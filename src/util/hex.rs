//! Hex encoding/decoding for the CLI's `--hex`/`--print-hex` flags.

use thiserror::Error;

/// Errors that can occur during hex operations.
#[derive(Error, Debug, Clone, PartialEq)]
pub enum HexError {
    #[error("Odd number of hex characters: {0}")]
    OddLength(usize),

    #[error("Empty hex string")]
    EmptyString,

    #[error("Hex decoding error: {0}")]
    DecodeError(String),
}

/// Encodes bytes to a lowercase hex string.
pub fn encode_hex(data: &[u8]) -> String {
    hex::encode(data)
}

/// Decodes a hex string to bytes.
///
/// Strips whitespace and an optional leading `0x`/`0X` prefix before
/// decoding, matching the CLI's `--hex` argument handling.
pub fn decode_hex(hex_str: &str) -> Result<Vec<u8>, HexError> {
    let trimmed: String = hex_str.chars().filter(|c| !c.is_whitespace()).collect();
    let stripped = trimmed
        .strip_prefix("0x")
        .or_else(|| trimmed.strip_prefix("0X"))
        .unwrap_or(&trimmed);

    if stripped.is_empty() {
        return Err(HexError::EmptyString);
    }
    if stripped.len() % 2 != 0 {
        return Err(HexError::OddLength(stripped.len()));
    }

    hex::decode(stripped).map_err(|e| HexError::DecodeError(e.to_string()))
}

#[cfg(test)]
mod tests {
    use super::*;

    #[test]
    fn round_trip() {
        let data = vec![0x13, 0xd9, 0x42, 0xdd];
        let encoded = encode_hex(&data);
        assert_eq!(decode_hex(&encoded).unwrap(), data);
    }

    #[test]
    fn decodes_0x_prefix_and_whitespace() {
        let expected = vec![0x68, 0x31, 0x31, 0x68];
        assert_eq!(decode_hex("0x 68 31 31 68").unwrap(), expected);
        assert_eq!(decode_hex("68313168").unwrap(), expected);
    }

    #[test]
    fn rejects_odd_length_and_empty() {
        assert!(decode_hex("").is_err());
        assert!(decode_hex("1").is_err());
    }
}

● ● ● ● ● ● ●

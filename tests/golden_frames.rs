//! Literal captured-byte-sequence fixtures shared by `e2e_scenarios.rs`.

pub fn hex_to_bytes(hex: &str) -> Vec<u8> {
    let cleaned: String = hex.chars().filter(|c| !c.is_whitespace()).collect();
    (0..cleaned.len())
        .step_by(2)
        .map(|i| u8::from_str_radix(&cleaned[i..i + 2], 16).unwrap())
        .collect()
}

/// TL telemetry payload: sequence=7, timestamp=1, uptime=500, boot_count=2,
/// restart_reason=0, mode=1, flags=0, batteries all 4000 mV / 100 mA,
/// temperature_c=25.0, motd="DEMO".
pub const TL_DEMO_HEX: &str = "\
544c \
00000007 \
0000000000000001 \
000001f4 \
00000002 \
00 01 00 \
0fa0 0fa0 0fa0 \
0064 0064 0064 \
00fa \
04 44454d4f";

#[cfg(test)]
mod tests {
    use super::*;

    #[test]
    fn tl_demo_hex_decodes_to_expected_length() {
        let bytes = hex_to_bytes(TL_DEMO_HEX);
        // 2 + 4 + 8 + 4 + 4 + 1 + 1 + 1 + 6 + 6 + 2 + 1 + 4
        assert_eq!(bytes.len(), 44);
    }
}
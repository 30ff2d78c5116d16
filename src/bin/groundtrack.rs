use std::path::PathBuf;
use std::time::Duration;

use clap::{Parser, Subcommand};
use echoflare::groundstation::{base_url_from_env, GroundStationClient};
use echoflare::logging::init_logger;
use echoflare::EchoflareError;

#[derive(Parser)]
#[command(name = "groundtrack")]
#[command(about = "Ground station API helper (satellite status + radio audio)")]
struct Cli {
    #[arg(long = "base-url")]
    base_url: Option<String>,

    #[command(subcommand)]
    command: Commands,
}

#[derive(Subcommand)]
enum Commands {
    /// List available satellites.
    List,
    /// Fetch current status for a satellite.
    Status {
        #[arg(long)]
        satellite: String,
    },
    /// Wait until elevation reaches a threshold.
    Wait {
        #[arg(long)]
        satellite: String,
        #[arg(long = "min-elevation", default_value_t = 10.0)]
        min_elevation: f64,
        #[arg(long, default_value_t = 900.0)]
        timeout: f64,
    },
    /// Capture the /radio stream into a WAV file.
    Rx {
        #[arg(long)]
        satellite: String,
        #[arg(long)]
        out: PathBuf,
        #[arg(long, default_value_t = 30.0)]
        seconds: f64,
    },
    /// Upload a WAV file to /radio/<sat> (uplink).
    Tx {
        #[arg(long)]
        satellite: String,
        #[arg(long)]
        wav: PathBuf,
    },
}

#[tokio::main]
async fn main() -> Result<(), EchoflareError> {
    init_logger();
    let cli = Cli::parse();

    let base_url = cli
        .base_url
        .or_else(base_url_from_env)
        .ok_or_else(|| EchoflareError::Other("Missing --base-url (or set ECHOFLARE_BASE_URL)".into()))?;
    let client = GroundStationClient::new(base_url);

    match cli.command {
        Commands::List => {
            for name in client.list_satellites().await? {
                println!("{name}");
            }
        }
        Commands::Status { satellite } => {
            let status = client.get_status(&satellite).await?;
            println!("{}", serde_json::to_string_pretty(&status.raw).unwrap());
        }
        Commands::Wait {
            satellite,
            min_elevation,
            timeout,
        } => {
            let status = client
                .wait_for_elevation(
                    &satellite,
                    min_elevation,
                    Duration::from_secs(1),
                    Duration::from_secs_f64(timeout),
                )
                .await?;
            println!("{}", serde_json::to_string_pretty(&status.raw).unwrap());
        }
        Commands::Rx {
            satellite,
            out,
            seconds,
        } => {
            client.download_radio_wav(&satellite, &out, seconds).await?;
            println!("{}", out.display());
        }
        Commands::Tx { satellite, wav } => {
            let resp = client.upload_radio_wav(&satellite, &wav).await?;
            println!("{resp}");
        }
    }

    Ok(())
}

● ● ● ● ● ● ●

Copy all lines from the data above that contain the word "chars".

#### [EXERCISE OUTPUT]
    let trimmed: String = hex_str.chars().filter(|c| !c.is_whitespace()).collect();
    let cleaned: String = hex.chars().filter(|c| !c.is_whitespace()).collect();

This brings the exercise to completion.